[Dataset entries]
----------------

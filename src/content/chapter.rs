use serde::Serialize;

use super::frontmatter::{ChapterFrontmatter, Heading};

pub const TUTORIALS_PREFIX: &str = "/tutorials";

#[derive(Debug, Clone)]
pub struct Chapter {
    /// `/<dir>/<file-stem>/`, unique within the site
    pub slug: String,

    pub frontmatter: ChapterFrontmatter,

    /// markdown after the frontmatter, `###` headings carry `{#id}` anchors
    pub body: String,

    /// page toc
    pub headings: Vec<Heading>,

    pub quiz: Option<ChapterQuiz>,
}

impl Chapter {
    pub fn title(&self) -> &str {
        &self.frontmatter.title
    }

    pub fn link(&self) -> String {
        format!("{}{}", TUTORIALS_PREFIX, self.slug)
    }

    pub fn step(&self) -> Step {
        Step {
            title: self.frontmatter.title.clone(),
            link: self.link(),
            description: self.frontmatter.description.clone(),
        }
    }
}

/// The question closing a chapter. The correct index is not checked against the answers.
#[derive(Debug, Clone, Serialize, PartialEq, Eq)]
pub struct ChapterQuiz {
    pub question: String,
    pub answers: Vec<String>,
    pub correct_answer_index: Option<usize>,
}

impl ChapterQuiz {
    pub fn from_frontmatter(fm: &ChapterFrontmatter) -> Option<Self> {
        fm.question.as_ref().map(|question| Self {
            question: question.clone(),
            answers: fm.answers.clone(),
            correct_answer_index: fm.correct_answer,
        })
    }
}

#[derive(Debug, Clone, Serialize, PartialEq, Eq)]
pub struct Step {
    pub title: String,
    pub link: String,
    #[serde(skip_serializing_if = "Option::is_none")]
    pub description: Option<String>,
}

pub fn extract_steps(chapters: &[Chapter]) -> Vec<Step> {
    chapters.iter().map(Chapter::step).collect()
}

/// Step following the one linked as `link`.
pub fn next_chapter<'a>(steps: &'a [Step], link: &str) -> Option<&'a Step> {
    let position = steps.iter().position(|s| s.link == link)?;
    steps.get(position + 1)
}

/// Chapters of one tutorial directory, in reading order.
#[derive(Debug)]
pub struct Tutorial {
    pub key: String,
    pub chapters: Vec<Chapter>,
}

impl Tutorial {
    pub fn steps(&self) -> Vec<Step> {
        extract_steps(&self.chapters)
    }

    pub fn chapter(&self, slug: &str) -> Option<&Chapter> {
        self.chapters.iter().find(|c| c.slug == slug)
    }

    pub fn next_chapter(&self, slug: &str) -> Option<&Chapter> {
        let position = self.chapters.iter().position(|c| c.slug == slug)?;
        self.chapters.get(position + 1)
    }
}

#[cfg(test)]
mod tests {
    use super::*;

    fn step(link: &str) -> Step {
        Step {
            title: link.trim_matches('/').to_string(),
            link: link.to_string(),
            description: None,
        }
    }

    #[test]
    fn next_chapter_follows_order() {
        let steps = vec![step("/tutorials/a/"), step("/tutorials/b/"), step("/tutorials/c/")];

        assert_eq!(next_chapter(&steps, "/tutorials/a/"), Some(&steps[1]));
        assert_eq!(next_chapter(&steps, "/tutorials/c/"), None);
        assert_eq!(next_chapter(&steps, "/tutorials/missing/"), None);
    }

    #[test]
    fn quiz_needs_a_question() {
        let mut fm = ChapterFrontmatter {
            title: String::from("Introduction"),
            description: None,
            video_id: None,
            video_author: None,
            question: None,
            answers: vec![String::from("a")],
            correct_answer: Some(0),
        };
        assert_eq!(ChapterQuiz::from_frontmatter(&fm), None);

        fm.question = Some(String::from("Why?"));
        let quiz = ChapterQuiz::from_frontmatter(&fm).unwrap();
        assert_eq!(quiz.correct_answer_index, Some(0));
    }
}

----------------

Copy each line above where the string "Option" occurs.

Solution for this exercise:
    pub quiz: Option<ChapterQuiz>,
    pub correct_answer_index: Option<usize>,
    pub fn from_frontmatter(fm: &ChapterFrontmatter) -> Option<Self> {
    #[serde(skip_serializing_if = "Option::is_none")]
    pub description: Option<String>,
pub fn next_chapter<'a>(steps: &'a [Step], link: &str) -> Option<&'a Step> {
    pub fn chapter(&self, slug: &str) -> Option<&Chapter> {
    pub fn next_chapter(&self, slug: &str) -> Option<&Chapter> {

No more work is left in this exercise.